Immigration «Kleenex»
Cependant, cette forme de mobilisation de la main-d’oeuvre étrangère laisse émerger une nouvelle catégorie de travailleur, celle du migrant détaché: il s’agit d’un étranger qui n’a le droit de rester sur le territoire que dans le cadre de sa relation contractuelle avec son employeur et qui est contraint de repartir, à tout moment, au bon vouloir de l’employeur. Le secrétariat de l’OMC écrivait ainsi à propos des services de santé: Les bénéfices significatifs ne viendront pas tant de la construction et de la gestion des hôpitaux, etc., que de la possibilité d’y employer un personnel plus qualifié, plus efficace et/ou moins cher que celui qui pourrait se trouver sur le marché du travail local Un tel régime permet de rendre compatible la fermeture des frontières des Etats les plus développés avec le besoin des entreprises de recourir à des migrants plus malléables et corvéables que ceux déjà présents sur le marché du travail. Dit autrement, c’est une immigration dite «Kleenex» qui est encouragée. Naturellement, l’insertion sociale ne pourra jamais se faire puisque quand il n’est plus rentable, l’immigré intellectuel devra repartir dans son village, dans la savane.
Les conflits actuels sont des répliques de tsunami des guerres coloniales où les identités, les spiritualités, les structures sociales ont été démolies au même titre que la mise en coupe réglée des richesses et potentialités des pays subjugués Plus que jamais, le post-colonialisme bat son plein, ayant revêtu cette fois-ci les habits de la mondialisation avec comme faire-valoir une APD qui est, en fait, une aumône en contrepartie d’un hold up colonial et d’une dette toujours recommencée bien qu’elle ait été payée plusieurs fois. Les puissances coloniales préfèrent avoir en face des tyrans manipulables à volonté, aux ordres du grand capital par pays industrialisé interposé. Susan George, écrit: La mondialisation économique dénationalise les économies nationales. En revanche, l’immigration renationalise les politiques d’accueil. Il existe un consensus toujours plus fort afin de lever les contrôles frontaliers qui pèsent sur les flux de capitaux, sur l’information, sur les services, et sur tout ce qu’implique une mondialisation plus importante.(1)

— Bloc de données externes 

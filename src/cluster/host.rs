//! Cluster host abstraction.
//!
//! # Responsibilities
//! - Represent a single cluster node, identified by its address
//! - Track raw liveness (Unknown/Up/Down) as signals arrive
//! - Debounce liveness into the "considerably up" flag used for selection

use std::net::SocketAddr;
use std::sync::atomic::{AtomicBool, AtomicU8, AtomicUsize, Ordering};

use crate::observability::metrics;

/// Liveness state of a host.
#[repr(u8)]
#[derive(Debug, Clone, Copy, PartialEq, Eq)]
pub enum HostState {
    Unknown = 0,
    Up = 1,
    Down = 2,
}

impl From<u8> for HostState {
    fn from(val: u8) -> Self {
        match val {
            1 => HostState::Up,
            2 => HostState::Down,
            _ => HostState::Unknown,
        }
    }
}

/// Consecutive-signal thresholds for flipping the considerably-up flag.
#[derive(Debug, Clone, Copy, PartialEq, Eq)]
pub struct Debounce {
    /// Consecutive up signals needed to re-enter selection.
    pub up_threshold: usize,
    /// Consecutive down signals needed to leave selection.
    pub down_threshold: usize,
}

impl Debounce {
    /// Flip on the first signal in either direction.
    pub const fn immediate() -> Self {
        Self {
            up_threshold: 1,
            down_threshold: 1,
        }
    }
}

impl Default for Debounce {
    fn default() -> Self {
        Self {
            up_threshold: 2,
            down_threshold: 3,
        }
    }
}

/// A single cluster node.
#[derive(Debug)]
pub struct Host {
    addr: SocketAddr,
    datacenter: Option<String>,
    debounce: Debounce,

    /// Raw liveness (0=Unknown, 1=Up, 2=Down).
    state: AtomicU8,
    considerably_up: AtomicBool,
    consecutive_downs: AtomicUsize,
    consecutive_ups: AtomicUsize,
}

impl Host {
    /// Create a newly discovered host. It starts `Unknown` and eligible for selection.
    pub fn new(addr: SocketAddr) -> Self {
        Self {
            addr,
            datacenter: None,
            debounce: Debounce::default(),
            state: AtomicU8::new(HostState::Unknown as u8),
            considerably_up: AtomicBool::new(true),
            consecutive_downs: AtomicUsize::new(0),
            consecutive_ups: AtomicUsize::new(0),
        }
    }

    pub fn with_datacenter(mut self, datacenter: impl Into<String>) -> Self {
        self.datacenter = Some(datacenter.into());
        self
    }

    pub fn with_debounce(mut self, debounce: Debounce) -> Self {
        self.debounce = debounce;
        self
    }

    pub fn addr(&self) -> SocketAddr {
        self.addr
    }

    pub fn datacenter(&self) -> Option<&str> {
        self.datacenter.as_deref()
    }

    /// Latest raw liveness state.
    pub fn state(&self) -> HostState {
        HostState::from(self.state.load(Ordering::Acquire))
    }

    /// Debounced liveness. Only this flag is consulted by query plans.
    pub fn is_considerably_up(&self) -> bool {
        self.considerably_up.load(Ordering::Acquire)
    }

    /// Record an up signal (successful connection or status event).
    pub fn mark_up(&self) {
        self.consecutive_downs.store(0, Ordering::Relaxed);
        self.state.store(HostState::Up as u8, Ordering::Release);

        if self.is_considerably_up() {
            return;
        }

        let ups = self.consecutive_ups.fetch_add(1, Ordering::Relaxed) + 1;
        if ups >= self.debounce.up_threshold
            && self
                .considerably_up
                .compare_exchange(false, true, Ordering::AcqRel, Ordering::Acquire)
                .is_ok()
        {
            self.consecutive_ups.store(0, Ordering::Relaxed);
            tracing::info!(host = %self.addr, consecutive_ups = ups, "Host back in selection");
            metrics::record_host_state(&self.addr, true);
        }
    }

    /// Record a down signal (connection failure or status event).
    pub fn mark_down(&self) {
        self.consecutive_ups.store(0, Ordering::Relaxed);
        self.state.store(HostState::Down as u8, Ordering::Release);

        if !self.is_considerably_up() {
            return;
        }

        let downs = self.consecutive_downs.fetch_add(1, Ordering::Relaxed) + 1;
        if downs >= self.debounce.down_threshold
            && self
                .considerably_up
                .compare_exchange(true, false, Ordering::AcqRel, Ordering::Acquire)
                .is_ok()
        {
            self.consecutive_downs.store(0, Ordering::Relaxed);
            tracing::warn!(host = %self.addr, consecutive_downs = downs, "Host removed from selection");
            metrics::record_host_state(&self.addr, false);
        }
    }
}

impl std::fmt::Display for Host {
    fn fmt(&self, f: &mut std::fmt::Formatter<'_>) -> std::fmt::Result {
        match &self.datacenter {
            Some(dc) => write!(f, "{} ({})", self.addr, dc),
            None => write!(f, "{}", self.addr),
        }
    }
}

#[cfg(test)]
mod tests {
    use super::*;

    fn addr() -> SocketAddr {
        "10.0.0.1:9042".parse().unwrap()
    }

    #[test]
    fn new_host_is_unknown_but_selectable() {
        let host = Host::new(addr());
        assert_eq!(host.state(), HostState::Unknown);
        assert!(host.is_considerably_up());
    }

    #[test]
    fn down_signals_are_debounced() {
        let host = Host::new(addr()).with_debounce(Debounce {
            up_threshold: 2,
            down_threshold: 3,
        });

        host.mark_down();
        host.mark_down();
        assert_eq!(host.state(), HostState::Down);
        assert!(host.is_considerably_up());

        host.mark_down();
        assert!(!host.is_considerably_up());
    }

    #[test]
    fn flapping_does_not_leave_selection() {
        let host = Host::new(addr()).with_debounce(Debounce {
            up_threshold: 1,
            down_threshold: 2,
        });

        for _ in 0..10 {
            host.mark_down();
            host.mark_up();
        }
        assert!(host.is_considerably_up());
    }

    #[test]
    fn recovery_needs_consecutive_ups() {
        let host = Host::new(addr()).with_debounce(Debounce {
            up_threshold: 2,
            down_threshold: 1,
        });

        host.mark_down();
        assert!(!host.is_considerably_up());

        host.mark_up();
        assert_eq!(host.state(), HostState::Up);
        assert!(!host.is_considerably_up());

        host.mark_down();
        host.mark_up();
        assert!(!host.is_considerably_up());

        host.mark_up();
        assert!(host.is_considerably_up());
    }

    #[test]
    fn display_includes_datacenter() {
        let host = Host::new(addr()).with_datacenter("dc1");
        assert_eq!(host.to_string(), "10.0.0.1:9042 (dc1)");
        assert_eq!(host.datacenter(), Some("dc1"));
    }
}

Cependant, lorsqu’il s’agit d’immigrés et de réfugiés, l’Etat cherche à retrouver sa splendeur passée en affirmant son droit souverain à contrôler ses frontières. Il y a cinquante ans, ni les Africains ni les Latino-Américains n’émigraient dans les proportions que l’on connaît aujourd’hui. Ceux qui émigraient étaient les Européens méridionaux: les Espagnols, les Portugais. Le phénomène actuel est lié de façon radicale à la mondialisation de l’économie ainsi qu’aux nouvelles relations régissant les forces sociales. Celui qui émigre vit une rupture et son intégration peut être synonyme de déchirement et de névrose identitaire. Il découvre que la société dans laquelle il essaie de survivre ne lui fait pas de place ni sociologiquement, ni économiquement, ni spirituellement. Il tente alors de sauver l’essentiel en tentant de fondre dans le décor, au besoin, en abdiquant un certain nombre de valeurs identitaires, voire religieuses. Rien n’y fait. Au détour d’un contrôle musclé, il découvre que c’est un indésirable. Il est alors «chartérisé» à la première occasion. Finalement, son retour se transforme en mythe: Il ne peut revenir les mains vides, car il représente l’espoir de réussite économique caressé par la famille qui l’a envoyé, qui le soutient et qui l’attend.(2).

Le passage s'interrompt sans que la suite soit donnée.